Spring is in the New York air – the snow is likely behind us for the year, and the city is poised to begin emerging from the long coronavirus winter. To be sure, we’re still a long way from “normal,” but as the thermometers rise New Yorkers have gotten a strong feeling from state and city officials, to say nothing of businesspeople and patrons, that there is reason to hope for light at the end of the Covid tunnel.
The first splash was marked by the NHL’s New York Rangers, which became the first local sports team to play before live spectators on February 26, after state officials announced that sporting events and music venues would be allowed to host spectators at 10 percent capacity. That was followed by the reopening of restaurants, which were permitted to open at 35 percent capacity on February 26 and are scheduled to expand that number to 50 percent on March 19.

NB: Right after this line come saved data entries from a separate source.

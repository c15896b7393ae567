//! HTTP client for the submission service.
//!
//! Covers the three endpoints a session needs around its stream: creating a
//! submission, polling its status, and fetching the final report.

use async_trait::async_trait;
use reqwest::multipart::{Form, Part};
use reqwest::{Client, RequestBuilder, Response, StatusCode};
use serde::de::DeserializeOwned;
use shared_types::{
    IntegrityReport, ModuleId, ReportFetchError, SubmissionId, SubmissionReceipt,
    SubmissionStatus,
};
use std::path::Path;
use tracing::{debug, warn};

use crate::config::SessionConfig;
use crate::error::ApiError;
use crate::ports::ReportGateway;

/// File extensions the submission service accepts.
pub const ACCEPTED_EXTENSIONS: [&str; 4] = ["txt", "docx", "pdf", "md"];

/// Largest document the submission service accepts.
pub const MAX_DOCUMENT_BYTES: usize = 50 * 1024 * 1024;

/// A document ready for upload.
#[derive(Debug, Clone)]
pub struct Document {
    pub file_name: String,
    pub bytes: Vec<u8>,
}

impl Document {
    pub fn new(file_name: impl Into<String>, bytes: Vec<u8>) -> Self {
        Self {
            file_name: file_name.into(),
            bytes,
        }
    }

    /// Read a document from disk.
    pub async fn from_path<P: AsRef<Path>>(path: P) -> Result<Self, ApiError> {
        let path = path.as_ref();
        let bytes = tokio::fs::read(path).await.map_err(|source| ApiError::Io {
            path: path.display().to_string(),
            source,
        })?;
        let file_name = path
            .file_name()
            .map(|n| n.to_string_lossy().into_owned())
            .unwrap_or_else(|| "document".to_string());
        Ok(Self::new(file_name, bytes))
    }

    /// Lowercased extension, if any.
    pub fn extension(&self) -> Option<String> {
        Path::new(&self.file_name)
            .extension()
            .map(|ext| ext.to_string_lossy().to_ascii_lowercase())
    }

    /// Apply the upload rules of the submission service.
    pub fn validate(&self) -> Result<(), ApiError> {
        match self.extension() {
            Some(ext) if ACCEPTED_EXTENSIONS.contains(&ext.as_str()) => {}
            _ => {
                return Err(ApiError::InvalidSubmission(format!(
                    "unsupported file type: {} (accepted: {})",
                    self.file_name,
                    ACCEPTED_EXTENSIONS.join(", ")
                )))
            }
        }
        if self.bytes.is_empty() {
            return Err(ApiError::InvalidSubmission("document is empty".into()));
        }
        if self.bytes.len() > MAX_DOCUMENT_BYTES {
            return Err(ApiError::InvalidSubmission(format!(
                "document is {} bytes, limit is {}",
                self.bytes.len(),
                MAX_DOCUMENT_BYTES
            )));
        }
        Ok(())
    }
}

/// reqwest-backed client for `/submissions`.
#[derive(Debug, Clone)]
pub struct HttpSubmissionApi {
    client: Client,
    config: SessionConfig,
}

impl HttpSubmissionApi {
    pub fn new(config: SessionConfig) -> Self {
        let client = Client::builder()
            .timeout(config.request_timeout)
            .connect_timeout(config.connect_timeout)
            .build()
            .unwrap_or_else(|_| Client::new());

        Self { client, config }
    }

    /// Upload a document for analysis.
    pub async fn create_submission(
        &self,
        document: Document,
        modules: &[ModuleId],
        assignment_id: Option<&str>,
    ) -> Result<SubmissionReceipt, ApiError> {
        document.validate()?;
        if modules.is_empty() {
            return Err(ApiError::InvalidSubmission(
                "select at least one analysis module".into(),
            ));
        }

        let modules = modules
            .iter()
            .map(ModuleId::as_str)
            .collect::<Vec<_>>()
            .join(",");
        let size = document.bytes.len();
        let part = Part::bytes(document.bytes).file_name(document.file_name.clone());
        let mut form = Form::new().part("file", part).text("modules", modules.clone());
        if let Some(assignment_id) = assignment_id.filter(|a| !a.is_empty()) {
            form = form.text("assignment_id", assignment_id.to_string());
        }

        debug!(file = %document.file_name, size, modules = %modules, "Creating submission");

        let request = self
            .client
            .post(self.config.api_url("submissions"))
            .multipart(form);
        self.send(request).await
    }

    /// Current processing status.
    pub async fn get_status(&self, submission_id: &SubmissionId) -> Result<SubmissionStatus, ApiError> {
        let url = self
            .config
            .api_url(&format!("submissions/{submission_id}/status"));
        self.send(self.client.get(url)).await
    }

    /// Full report of a completed submission.
    pub async fn fetch_report(&self, submission_id: &SubmissionId) -> Result<IntegrityReport, ApiError> {
        let url = self
            .config
            .api_url(&format!("submissions/{submission_id}/report"));
        self.send(self.client.get(url)).await
    }

    async fn send<T: DeserializeOwned>(&self, request: RequestBuilder) -> Result<T, ApiError> {
        let request = match &self.config.auth_token {
            Some(token) => request.bearer_auth(token),
            None => request,
        };

        let response = request.send().await.map_err(|e| {
            if e.is_connect() {
                ApiError::Connection(e.to_string())
            } else {
                ApiError::Http(e)
            }
        })?;

        Self::parse_response(response).await
    }

    async fn parse_response<T: DeserializeOwned>(response: Response) -> Result<T, ApiError> {
        let status = response.status();
        match status {
            StatusCode::UNAUTHORIZED => {
                warn!("Submission service rejected credentials");
                return Err(ApiError::Unauthorized);
            }
            StatusCode::NOT_FOUND => return Err(ApiError::NotFound),
            s if !s.is_success() => {
                let body = response.text().await.unwrap_or_default();
                return Err(ApiError::Status {
                    status: s.as_u16(),
                    body,
                });
            }
            _ => {}
        }

        let body = response.text().await?;
        serde_json::from_str(&body).map_err(|e| ApiError::Parse(e.to_string()))
    }
}

#[async_trait]
impl ReportGateway for HttpSubmissionApi {
    async fn fetch_report(
        &self,
        submission_id: &SubmissionId,
    ) -> Result<IntegrityReport, ReportFetchError> {
        HttpSubmissionApi::fetch_report(self, submission_id)
            .await
            .map_err(ReportFetchError::from)
    }
}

Movie theaters, too, are back, albeit also on a limited basis: Cinemas got the okay to operate at 25 percent capacity on March 5, with no more than 50 people per theater. In Brooklyn, singer Patti Smith performed on March 9 at the Brooklyn Museum as part of the NY PopsUp festival.
John Fithian, president of the National Association of Theater Owners, acknowledged that it would likely take many months for the industry to recover from the long hiatus, but other industry officials also said they preferred to view the proverbial glass as half-full.
“I don’t look at 25 percent as being not good enough. I look at it as better than 0 percent,” John Vanco, senior vice president of the IFC Center in Greenwich Village, told the AP.